Security Scanning in the Plan Job
Add a security check before the plan to catch misconfigurations before they reach apply:
- name: Run tfsec
uses: aquasecurity/[email protected]
with:
soft_fail: true # warn, don't block; change to false to enforce
- name: Run checkov
uses: bridgecrewio/checkov-action@master
with:
directory: .
framework: terraform
soft_fail: true
Both tfsec and checkov catch common Terraform security issues: S3 buckets with public access, security groups with 0.0.0.0/0 ingress, unencrypted resources, missing logging configuration. Running them before plan means security issues surface in the PR before the plan even runs, rather than being discovered after an apply.
What Breaks Most Often
State lock not released after a failed apply. If an apply job is cancelled mid-run, the DynamoDB lock entry stays. The next apply fails with Error acquiring the state lock. Fix it:
# Find the lock info
aws dynamodb get-item \
--table-name terraform-state-lock \
--key '{"LockID": {"S": "my-terraform-state-prod/infrastructure/terraform.tfstate"}}'
# Force-unlock (get the lock ID from the state file or the error message)
terraform force-unlock LOCK_ID
Plan succeeds but apply fails with drift. The plan runs against the current state, then someone applies manually from their laptop before the workflow runs.

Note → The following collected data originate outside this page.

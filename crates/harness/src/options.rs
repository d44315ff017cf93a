use std::{collections::BTreeSet, path::PathBuf, time::Duration};

use serde::Serialize;

pub use wptnn_bridge::BackendCommand;

use crate::classify::DEFAULT_UNIMPLEMENTED_OPERATORS;

pub const DEFAULT_VARIANT: &str = "cpu";
pub const DEFAULT_EXTRACTION_TIMEOUT: Duration = Duration::from_secs(5);

/// Everything that shapes a run. Serialized verbatim into the report.
#[derive(Debug, Clone, PartialEq, Serialize)]
#[serde(rename_all = "camelCase")]
pub struct RunOptions {
    pub fixtures_dir: PathBuf,
    pub backend: Option<BackendCommand>,
    pub op_filter: Option<String>,
    pub file_filter: Option<String>,
    pub max_tests: Option<usize>,
    pub max_files: Option<usize>,
    pub variants: Vec<String>,
    pub skip_unimplemented: bool,
    pub unimplemented_operators: BTreeSet<String>,
    pub stop_on_fail: bool,
    pub extraction_timeout_ms: u64,
}

impl RunOptions {
    pub fn new(fixtures_dir: impl Into<PathBuf>) -> Self {
        Self {
            fixtures_dir: fixtures_dir.into(),
            backend: None,
            op_filter: None,
            file_filter: None,
            max_tests: None,
            max_files: None,
            variants: vec![DEFAULT_VARIANT.to_string()],
            skip_unimplemented: false,
            unimplemented_operators: DEFAULT_UNIMPLEMENTED_OPERATORS
                .iter()
                .map(|op| op.to_string())
                .collect(),
            stop_on_fail: false,
            extraction_timeout_ms: DEFAULT_EXTRACTION_TIMEOUT.as_millis() as u64,
        }
    }

    pub fn with_backend(mut self, backend: BackendCommand) -> Self {
        self.backend = Some(backend);
        self
    }

    pub fn with_op_filter(mut self, op: impl Into<String>) -> Self {
        self.op_filter = Some(op.into());
        self
    }

    pub fn with_file_filter(mut self, file: impl Into<String>) -> Self {
        self.file_filter = Some(file.into());
        self
    }

    pub fn with_max_tests(mut self, max_tests: usize) -> Self {
        self.max_tests = Some(max_tests);
        self
    }

    pub fn with_max_files(mut self, max_files: usize) -> Self {
        self.max_files = Some(max_files);
        self
    }

    /// Ignored when `variants` is empty.
    pub fn with_variants(mut self, variants: impl IntoIterator<Item = impl Into<String>>) -> Self {
        let variants = variants.into_iter().map(Into::into).collect::<Vec<_>>();
        if !variants.is_empty() {
            self.variants = variants;
        }
        self
    }

    pub fn with_skip_unimplemented(mut self, skip: bool) -> Self {
        self.skip_unimplemented = skip;
        self
    }

    pub fn with_unimplemented_operators(
        mut self,
        ops: impl IntoIterator<Item = impl Into<String>>,
    ) -> Self {
        self.unimplemented_operators = ops.into_iter().map(Into::into).collect();
        self
    }

    pub fn with_stop_on_fail(mut self, stop: bool) -> Self {
        self.stop_on_fail = stop;
        self
    }

    pub fn with_extraction_timeout(mut self, timeout: Duration) -> Self {
        self.extraction_timeout_ms = timeout.as_millis() as u64;
        self
    }

    pub fn extraction_timeout(&self) -> Duration {
        Duration::from_millis(self.extraction_timeout_ms)
    }
}

#[test]
fn test_run_options() {
    let options = RunOptions::new("/tmp/webnn")
        .with_variants(Vec::<String>::new())
        .with_max_tests(3)
        .with_extraction_timeout(Duration::from_millis(250));
    assert_eq!(options.variants, vec!["cpu".to_string()]);
    assert_eq!(options.extraction_timeout(), Duration::from_millis(250));

    let json = serde_json::to_value(
        options
            .with_variants(["cpu", "gpu"])
            .with_backend(BackendCommand::new("/usr/bin/worker")),
    )
    .unwrap();
    assert_eq!(json["variants"], serde_json::json!(["cpu", "gpu"]));
    assert_eq!(json["maxTests"], 3);
    assert_eq!(json["extractionTimeoutMs"], 250);
    assert_eq!(json["backend"]["program"], "/usr/bin/worker");
}
use std::sync::{
    mpsc::{self, Receiver, Sender},
    Mutex, MutexGuard, PoisonError,
};

use rustc_hash::FxHashMap;
use serde_json::Value;

use crate::{protocol::Response, ExecutionError, Outputs};

pub type Completion = Result<Outputs, ExecutionError>;

/// Correlates request ids with the callers waiting on them.
///
/// Every entry is completed at most once and removed when completed. Once
/// [`reject_all`](Self::reject_all) runs the table is closed and later
/// registrations fail with the same error.
#[derive(Debug, Default)]
pub struct PendingTable {
    inner: Mutex<Inner>,
}

#[derive(Debug, Default)]
struct Inner {
    entries: FxHashMap<String, Sender<Completion>>,
    closed: Option<ExecutionError>,
}

impl PendingTable {
    pub fn new() -> Self {
        Self::default()
    }

    fn lock(&self) -> MutexGuard<'_, Inner> {
        self.inner.lock().unwrap_or_else(PoisonError::into_inner)
    }

    pub fn register(&self, id: &str) -> Result<Receiver<Completion>, ExecutionError> {
        let mut inner = self.lock();
        if let Some(err) = &inner.closed {
            return Err(err.clone());
        }
        let (tx, rx) = mpsc::channel();
        inner.entries.insert(id.to_string(), tx);
        Ok(rx)
    }

    /// Completes `id`. Returns false if nothing was waiting on it.
    pub fn complete(&self, id: &str, completion: Completion) -> bool {
        let sender = self.lock().entries.remove(id);
        match sender {
            // The caller may have given up; nothing to do then.
            Some(sender) => {
                let _ = sender.send(completion);
                true
            }
            None => false,
        }
    }

    pub fn remove(&self, id: &str) -> bool {
        self.lock().entries.remove(id).is_some()
    }

    pub fn contains(&self, id: &str) -> bool {
        self.lock().entries.contains_key(id)
    }

    /// Rejects every outstanding entry with `err` and closes the table.
    pub fn reject_all(&self, err: ExecutionError) {
        let entries = {
            let mut inner = self.lock();
            if inner.closed.is_none() {
                inner.closed = Some(err.clone());
            }
            std::mem::take(&mut inner.entries)
        };
        if !entries.is_empty() {
            log::debug!("rejecting {} pending request(s): {err}", entries.len());
        }
        for (_, sender) in entries {
            let _ = sender.send(Err(err.clone()));
        }
    }

    /// Routes one line from the backend to the entry it answers.
    ///
    /// Lines that are not JSON or that name no pending id are dropped. A line
    /// naming a pending id whose body does not decode rejects that entry.
    pub fn dispatch_line(&self, line: &str) {
        let line = line.trim();
        if line.is_empty() {
            return;
        }
        let value: Value = match serde_json::from_str(line) {
            Ok(value) => value,
            Err(err) => {
                log::debug!("dropping malformed backend line ({err}): {line}");
                return;
            }
        };
        let id = match value.get("id").and_then(Value::as_str) {
            Some(id) if self.contains(id) => id.to_string(),
            _ => {
                log::debug!("dropping unmatched backend line: {line}");
                return;
            }
        };
        let completion = match serde_json::from_value::<Response>(value) {
            Ok(response) => response.into_result(),
            Err(err) => Err(ExecutionError::Protocol(
                format!("malformed response to '{id}': {err}").into(),
            )),
        };
        self.complete(&id, completion);
    }

    pub fn len(&self) -> usize {
        self.lock().entries.len()
    }

    pub fn is_empty(&self) -> bool {
        self.len() == 0
    }

    pub fn is_closed(&self) -> bool {
        self.lock().closed.is_some()
    }
}

#[test]
fn routes_by_id() {
    let table = PendingTable::new();
    let a = table.register("req-1").unwrap();
    let b = table.register("req-2").unwrap();
    assert_eq!(table.len(), 2);

    table.dispatch_line(r#"{"id":"req-2","ok":true,"outputs":{}}"#);
    table.dispatch_line(r#"{"id":"req-1","ok":false,"error":{"kind":"RuntimeExecutionError","message":"boom"}}"#);

    assert_eq!(b.recv().unwrap(), Ok(Outputs::new()));
    assert!(matches!(
        a.recv().unwrap(),
        Err(ExecutionError::Backend { ref message, .. }) if message == "boom"
    ));
    assert!(table.is_empty());
}

#[test]
fn drops_malformed_and_unmatched_lines() {
    let table = PendingTable::new();
    let rx = table.register("req-1").unwrap();
    table.dispatch_line("not json");
    table.dispatch_line("");
    table.dispatch_line(r#"{"id":"req-9","ok":true,"outputs":{}}"#);
    table.dispatch_line(r#"{"ok":true}"#);
    assert_eq!(table.len(), 1);
    assert!(rx.try_recv().is_err());

    table.dispatch_line(r#"{"id":"req-1","ok":"yes"}"#);
    assert!(matches!(rx.recv().unwrap(), Err(ExecutionError::Protocol(_))));
    assert!(table.is_empty());
}

#[test]
fn reject_all_closes_the_table() {
    let table = PendingTable::new();
    let receivers = (0..3)
        .map(|i| table.register(&format!("req-{i}")).unwrap())
        .collect::<Vec<_>>();
    let exited = ExecutionError::ProcessExited("gone".into());
    table.reject_all(exited.clone());

    for rx in receivers {
        assert_eq!(rx.recv().unwrap(), Err(exited.clone()));
    }
    assert!(table.is_closed());
    assert_eq!(table.register("req-4").unwrap_err(), exited);
    assert!(!table.complete("req-0", Ok(Outputs::new())));
}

The state changes between plan and apply. The safest fix: always plan immediately before apply in the apply workflow, even if the PR plan already showed the changes.
Provider version drift across team members. Pin provider versions in versions.tf and commit the .terraform.lock.hcl file. The lock file records the exact provider hash, ensuring every environment downloads the same binary.
terraform {
required_providers {
aws = {
source = "hashicorp/aws"
version = "~> 5.50"
}
}
required_version = ">= 1.9.0"
}
The combination of plan-on-PR and apply-on-merge is the most common Terraform CI pattern for a reason. It gives reviewers concrete output rather than a code diff, prevents off-branch applies, and maintains an audit trail in GitHub Actions history. For teams comparing CI/CD platforms, the GitHub Actions vs GitLab CI comparison shows how GitLab handles the same workflow — the concepts are identical, the YAML syntax differs.